*Assignment:* Nothing in the data should be left out, so repeat it all exactly.

*Records for processing:*
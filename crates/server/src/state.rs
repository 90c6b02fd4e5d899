use std::sync::Arc;

use sopreg_core::{Config, Reconciler};

/// Shared application state
pub struct AppState {
    config: Config,
    reconciler: Arc<Reconciler>,
}

impl AppState {
    pub fn new(config: Config, reconciler: Arc<Reconciler>) -> Self {
        Self { config, reconciler }
    }

    pub fn config(&self) -> &Config {
        &self.config
    }

    pub fn reconciler(&self) -> &Arc<Reconciler> {
        &self.reconciler
    }
}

*Result of this exercise:*
filename crates/server/src/state.rs
repository 90c6b02fd4e5d899
use std::sync::Arc;

use sopreg_core::{Config, Reconciler};

/// Shared application state
pub struct AppState {
    config: Config,
    reconciler: Arc<Reconciler>,
}

impl AppState {
    pub fn new(config: Config, reconciler: Arc<Reconciler>) -> Self {
        Self { config, reconciler }
    }

    pub fn config(&self) -> &Config {
        &self.config
    }

    pub fn reconciler(&self) -> &Arc<Reconciler> {
        &self.reconciler
    }
}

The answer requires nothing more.